__What you will do__
Across the entries below, tally every line that holds the word "ModalSlot". Give only the tally.

Content starts

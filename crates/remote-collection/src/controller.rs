//! List Controller
//!
//! One list page: its collection, its modals, the fetcher and dispatcher
//! that talk to the server on its behalf. Cloning shares the same state.

use serde::de::DeserializeOwned;
use std::future::Future;
use std::rc::Rc;

use serde_json::Value;

use crate::client::ApiClient;
use crate::collection::{LoadOutcome, RemoteCollection};
use crate::dispatcher::{ActionDispatcher, ActionKind, ActionOutcome, ActionRequest, Reconcile};
use crate::entity::Entity;
use crate::error::ApiResult;
use crate::fetcher::{CollectionFetcher, Fallback};
use crate::filter::{derive, FilterCriteria, Filterable, SortSpec};
use crate::modal::{ModalSlot, ModalWorkflow};
use crate::query::CollectionQuery;
use crate::state::{SharedState, SubscriptionId};

/// Subscriber ids returned by [`ListController::subscribe`]
#[derive(Debug, Clone, Copy, PartialEq, Eq)]
pub struct Subscription {
    collection: SubscriptionId,
    modals: SubscriptionId,
}

pub struct ListController<T: Entity, C> {
    fetcher: CollectionFetcher<C>,
    dispatcher: ActionDispatcher<C>,
    endpoint: String,
    query: CollectionQuery,
    fallback: Option<Fallback<T>>,
    collection: SharedState<RemoteCollection<T>>,
    modals: SharedState<ModalWorkflow<T>>,
}

impl<T: Entity, C> Clone for ListController<T, C> {
    fn clone(&self) -> Self {
        Self {
            fetcher: self.fetcher.clone(),
            dispatcher: self.dispatcher.clone(),
            endpoint: self.endpoint.clone(),
            query: self.query.clone(),
            fallback: self.fallback.clone(),
            collection: self.collection.clone(),
            modals: self.modals.clone(),
        }
    }
}

impl<T, C> ListController<T, C>
where
    T: Entity + DeserializeOwned,
    C: ApiClient,
{
    pub fn new(client: Rc<C>, endpoint: impl Into<String>, query: CollectionQuery) -> Self {
        Self {
            fetcher: CollectionFetcher::new(Rc::clone(&client)),
            dispatcher: ActionDispatcher::new(client),
            endpoint: endpoint.into(),
            query,
            fallback: None,
            collection: SharedState::new(RemoteCollection::new()),
            modals: SharedState::new(ModalWorkflow::new()),
        }
    }

    pub fn with_fallback(mut self, fallback: Fallback<T>) -> Self {
        self.fallback = Some(fallback);
        self
    }

    /// Message shown when a load fails without server text
    pub fn with_load_error(mut self, message: impl Into<String>) -> Self {
        self.fetcher = self.fetcher.with_error_message(message);
        self
    }

    pub fn collection(&self) -> &SharedState<RemoteCollection<T>> {
        &self.collection
    }

    pub fn modals(&self) -> &SharedState<ModalWorkflow<T>> {
        &self.modals
    }

    pub fn endpoint(&self) -> &str {
        &self.endpoint
    }

    pub async fn refresh(&self) -> LoadOutcome {
        match &self.fallback {
            Some(fallback) => self.fetcher.load_with_fallback(&self.collection, &self.endpoint, &self.query, fallback).await,
            None => self.fetcher.load(&self.collection, &self.endpoint, &self.query).await,
        }
    }

    /// Run `request`; refetches the list when the response can't be spliced.
    pub async fn dispatch(&self, request: ActionRequest<T>) -> ApiResult<ActionOutcome<T>> {
        let outcome = self.dispatcher.execute(&self.collection, request).await?;
        self.follow_up(&outcome).await;
        Ok(outcome)
    }

    /// [`dispatch`](Self::dispatch) for a caller-built request
    pub async fn dispatch_with<F>(
        &self,
        kind: ActionKind,
        entity_id: Option<T::Id>,
        reconcile: Reconcile<T>,
        send: F,
    ) -> ApiResult<ActionOutcome<T>>
    where
        F: Future<Output = ApiResult<Option<Value>>>,
    {
        let outcome = self.dispatcher.execute_with(&self.collection, kind, entity_id, reconcile, send).await?;
        self.follow_up(&outcome).await;
        Ok(outcome)
    }

    /// Dispatch from an open modal. The list is patched first; the modal
    /// closes only when the server accepted the mutation.
    pub async fn dispatch_from_modal(&self, slot: ModalSlot, request: ActionRequest<T>) -> ApiResult<ActionOutcome<T>> {
        let outcome = self.dispatch(request).await?;
        if outcome.succeeded() {
            self.modals.update(|m| m.complete(slot));
        }
        Ok(outcome)
    }

    async fn follow_up(&self, outcome: &ActionOutcome<T>) {
        if matches!(outcome, ActionOutcome::RefetchRequired) {
            self.refresh().await;
        }
    }

    /// Filtered and sorted rows for display
    pub fn visible(&self, criteria: &FilterCriteria, sort: SortSpec) -> Vec<T>
    where
        T: Filterable,
    {
        self.collection.read(|c| derive(&c.items, criteria, sort))
    }

    /// Call `on_change` whenever the collection or the modals change
    pub fn subscribe(&self, on_change: impl Fn() + 'static) -> Subscription {
        let on_change: Rc<dyn Fn()> = Rc::new(on_change);
        let for_modals = Rc::clone(&on_change);
        Subscription {
            collection: self.collection.subscribe(move || on_change()),
            modals: self.modals.subscribe(move || for_modals()),
        }
    }

    pub fn unsubscribe(&self, subscription: Subscription) {
        self.collection.unsubscribe(subscription.collection);
        self.modals.unsubscribe(subscription.modals);
    }
}
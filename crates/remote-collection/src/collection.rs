//! Remote Collection State
//!
//! Items of one list plus loading/error flags, the fetch sequence used to
//! discard stale responses, and the single pending mutation.

use crate::dispatcher::ActionKind;
use crate::entity::Entity;
use crate::error::ApiError;

/// Where a newly created entity goes
#[derive(Debug, Clone, Copy, PartialEq, Eq)]
pub enum Placement {
    /// Newest-first lists
    Prepend,
    Append,
}

/// Sequence number handed out when a fetch starts
#[derive(Debug, Clone, Copy, PartialEq, Eq, PartialOrd, Ord)]
pub struct LoadTicket(u64);

/// What happened to a finished fetch
#[derive(Debug, Clone, PartialEq, Eq)]
pub enum LoadOutcome {
    /// Items replaced
    Applied { count: usize },
    /// Request failed; items kept, message stored in `error`
    Failed(ApiError),
    /// A newer fetch was issued meanwhile; response dropped
    Stale,
}

/// The mutation currently in flight for a list
#[derive(Debug, Clone, PartialEq, Eq)]
pub struct PendingAction<Id> {
    pub kind: ActionKind,
    /// `None` for creates
    pub entity_id: Option<Id>,
}

/// List state owned by one page
#[derive(Debug, Clone, PartialEq)]
pub struct RemoteCollection<T: Entity> {
    pub items: Vec<T>,
    pub is_loading: bool,
    pub error: Option<String>,
    pending: Option<PendingAction<T::Id>>,
    issued: u64,
}

impl<T: Entity> Default for RemoteCollection<T> {
    fn default() -> Self {
        Self {
            items: Vec::new(),
            is_loading: false,
            error: None,
            pending: None,
            issued: 0,
        }
    }
}

impl<T: Entity> RemoteCollection<T> {
    pub fn new() -> Self {
        Self::default()
    }

    pub fn with_items(items: Vec<T>) -> Self {
        Self { items, ..Self::default() }
    }

    // ========================
    // Fetch lifecycle
    // ========================

    /// Start a fetch: marks loading and issues the next sequence number.
    pub fn begin_load(&mut self) -> LoadTicket {
        self.issued += 1;
        self.is_loading = true;
        LoadTicket(self.issued)
    }

    pub fn is_latest(&self, ticket: LoadTicket) -> bool {
        ticket.0 == self.issued
    }

    /// Retire every outstanding fetch. Called after a mutation patched
    /// `items`, so a response requested before it cannot overwrite it.
    pub fn invalidate_loads(&mut self) {
        self.issued += 1;
        self.is_loading = false;
    }

    /// Apply a fetch result if `ticket` is still the latest one issued.
    ///
    /// `describe` turns a failure into the message stored in `error`.
    pub fn finish_load(
        &mut self,
        ticket: LoadTicket,
        result: Result<Vec<T>, ApiError>,
        describe: impl FnOnce(&ApiError) -> String,
    ) -> LoadOutcome {
        if !self.is_latest(ticket) {
            return LoadOutcome::Stale;
        }
        self.is_loading = false;
        match result {
            Ok(items) => {
                let count = items.len();
                self.items = items;
                self.error = None;
                LoadOutcome::Applied { count }
            }
            Err(err) => {
                self.error = Some(describe(&err));
                LoadOutcome::Failed(err)
            }
        }
    }

    // ========================
    // Pending mutation
    // ========================

    pub fn pending(&self) -> Option<&PendingAction<T::Id>> {
        self.pending.as_ref()
    }

    pub fn is_busy(&self) -> bool {
        self.pending.is_some()
    }

    /// True while `kind` is running against `id` (per-row spinners)
    pub fn is_pending_for(&self, kind: ActionKind, id: &T::Id) -> bool {
        matches!(&self.pending, Some(p) if p.kind == kind && p.entity_id.as_ref() == Some(id))
    }

    /// Claim the pending slot. Returns false if another mutation is in flight.
    pub fn try_begin_action(&mut self, kind: ActionKind, entity_id: Option<T::Id>) -> bool {
        if self.pending.is_some() {
            return false;
        }
        self.pending = Some(PendingAction { kind, entity_id });
        true
    }

    pub fn end_action(&mut self) {
        self.pending = None;
    }

    // ========================
    // Item-level patches
    // ========================

    pub fn get(&self, id: &T::Id) -> Option<&T> {
        self.items.iter().find(|item| item.id() == id)
    }

    pub fn contains(&self, id: &T::Id) -> bool {
        self.get(id).is_some()
    }

    /// Insert a new entity. An existing entity with the same id is replaced
    /// in place instead of duplicated.
    pub fn insert(&mut self, entity: T, placement: Placement) {
        if self.replace(entity.clone()) {
            return;
        }
        match placement {
            Placement::Prepend => self.items.insert(0, entity),
            Placement::Append => self.items.push(entity),
        }
    }

    /// Splice `entity` over the item with the same id. False if absent.
    pub fn replace(&mut self, entity: T) -> bool {
        match self.items.iter_mut().find(|item| item.id() == entity.id()) {
            Some(slot) => {
                *slot = entity;
                true
            }
            None => false,
        }
    }

    /// Edit the item with `id` in place. False if absent.
    pub fn patch(&mut self, id: &T::Id, f: impl FnOnce(&mut T)) -> bool {
        match self.items.iter_mut().find(|item| item.id() == id) {
            Some(item) => {
                f(item);
                true
            }
            None => false,
        }
    }

    pub fn remove(&mut self, id: &T::Id) -> Option<T> {
        let index = self.items.iter().position(|item| item.id() == id)?;
        Some(self.items.remove(index))
    }
}
//! Filter Bar Components
//!
//! Search box, categorical select and sort select bound to page signals.

use leptos::prelude::*;
use remote_collection::{FilterValue, SortSpec};

use crate::models::Choices;

pub fn sort_label(sort: SortSpec) -> &'static str {
    match sort {
        SortSpec::Newest => "Newest",
        SortSpec::Oldest => "Oldest",
        SortSpec::NameAsc => "Name (A-Z)",
        SortSpec::NameDesc => "Name (Z-A)",
    }
}

#[component]
pub fn SearchInput(value: RwSignal<String>, #[prop(into)] placeholder: String) -> impl IntoView {
    view! {
        <input
            type="search"
            class="search-input"
            placeholder=placeholder
            prop:value=move || value.get()
            on:input=move |ev| value.set(event_target_value(&ev))
        />
    }
}

/// Select over `choices` plus an "any" entry that clears the filter
#[component]
pub fn ChoiceFilter(
    value: RwSignal<String>,
    choices: Choices,
    #[prop(into)] any_label: String,
) -> impl IntoView {
    view! {
        <select class="filter-select" on:change=move |ev| value.set(event_target_value(&ev))>
            <option value=FilterValue::ANY_OPTION selected=move || value.get().is_empty()>{any_label}</option>
            {choices
                .iter()
                .map(|(v, label)| {
                    let v = *v;
                    view! { <option value=v selected=move || value.get() == v>{*label}</option> }
                })
                .collect_view()}
        </select>
    }
}

#[component]
pub fn SortSelect(value: RwSignal<SortSpec>) -> impl IntoView {
    view! {
        <select
            class="filter-select"
            on:change=move |ev| {
                if let Some(sort) = SortSpec::parse(&event_target_value(&ev)) {
                    value.set(sort);
                }
            }
        >
            {SortSpec::ALL
                .into_iter()
                .map(|sort| {
                    view! {
                        <option value=sort.as_str() selected=move || value.get() == sort>
                            {sort_label(sort)}
                        </option>
                    }
                })
                .collect_view()}
        </select>
    }
}
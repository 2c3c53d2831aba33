//! Collection Payload Decoding
//!
//! The backend returns collections either as a bare JSON array or wrapped in
//! a page envelope (`{"content": [...], "totalElements": ..}`). Both are
//! normalized here before any list state sees them.

use serde::de::DeserializeOwned;
use serde::{Deserialize, Serialize};
use serde_json::Value;

use crate::error::{ApiError, ApiResult};

/// Page envelope as sent by paginated endpoints
#[derive(Debug, Clone, PartialEq, Serialize, Deserialize)]
#[serde(rename_all = "camelCase")]
pub struct PageEnvelope<T> {
    pub content: Vec<T>,
    #[serde(default)]
    pub total_elements: Option<u64>,
    #[serde(default)]
    pub total_pages: Option<u32>,
    #[serde(default)]
    pub number: Option<u32>,
    #[serde(default)]
    pub size: Option<u32>,
}

/// Either response shape
#[derive(Debug, Clone, PartialEq, Deserialize)]
#[serde(untagged)]
pub enum CollectionPayload<T> {
    Bare(Vec<T>),
    Page(PageEnvelope<T>),
}

/// Pagination metadata, present only for enveloped responses
#[derive(Debug, Clone, Copy, Default, PartialEq, Eq)]
pub struct PageInfo {
    pub total_elements: Option<u64>,
    pub total_pages: Option<u32>,
    pub number: Option<u32>,
    pub size: Option<u32>,
}

impl<T> CollectionPayload<T> {
    pub fn into_parts(self) -> (Vec<T>, Option<PageInfo>) {
        match self {
            CollectionPayload::Bare(items) => (items, None),
            CollectionPayload::Page(page) => {
                let info = PageInfo {
                    total_elements: page.total_elements,
                    total_pages: page.total_pages,
                    number: page.number,
                    size: page.size,
                };
                (page.content, Some(info))
            }
        }
    }

    pub fn into_items(self) -> Vec<T> {
        self.into_parts().0
    }
}

/// Decode a raw response body into the canonical item list.
pub fn decode_collection<T: DeserializeOwned>(body: Value) -> ApiResult<(Vec<T>, Option<PageInfo>)> {
    if body.is_null() {
        return Err(ApiError::Decode("empty response body".to_string()));
    }
    let payload: CollectionPayload<T> = serde_json::from_value(body)?;
    Ok(payload.into_parts())
}

#[cfg(test)]
mod tests {
    use super::*;
    use serde_json::json;

    #[derive(Debug, Clone, PartialEq, Deserialize)]
    struct Row {
        id: u32,
    }

    #[test]
    fn test_decode_bare_array() {
        let (items, info) = decode_collection::<Row>(json!([{"id": 1}, {"id": 2}])).unwrap();
        assert_eq!(items, vec![Row { id: 1 }, Row { id: 2 }]);
        assert!(info.is_none());
    }

    #[test]
    fn test_decode_page_envelope() {
        let body = json!({
            "content": [{"id": 7}],
            "totalElements": 31,
            "totalPages": 4,
            "number": 0,
            "size": 10,
            "sort": {"sorted": false}
        });
        let (items, info) = decode_collection::<Row>(body).unwrap();
        assert_eq!(items, vec![Row { id: 7 }]);
        let info = info.unwrap();
        assert_eq!(info.total_elements, Some(31));
        assert_eq!(info.total_pages, Some(4));
    }

    #[test]
    fn test_envelope_without_metadata() {
        let (items, info) = decode_collection::<Row>(json!({"content": []})).unwrap();
        assert!(items.is_empty());
        assert_eq!(info, Some(PageInfo::default()));
    }

    #[test]
    fn test_unknown_shape_is_decode_error() {
        let err = decode_collection::<Row>(json!({"items": []})).unwrap_err();
        assert!(matches!(err, ApiError::Decode(_)));
        let err = decode_collection::<Row>(Value::Null).unwrap_err();
        assert!(matches!(err, ApiError::Decode(_)));
    }
}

Content ends

__Result__
2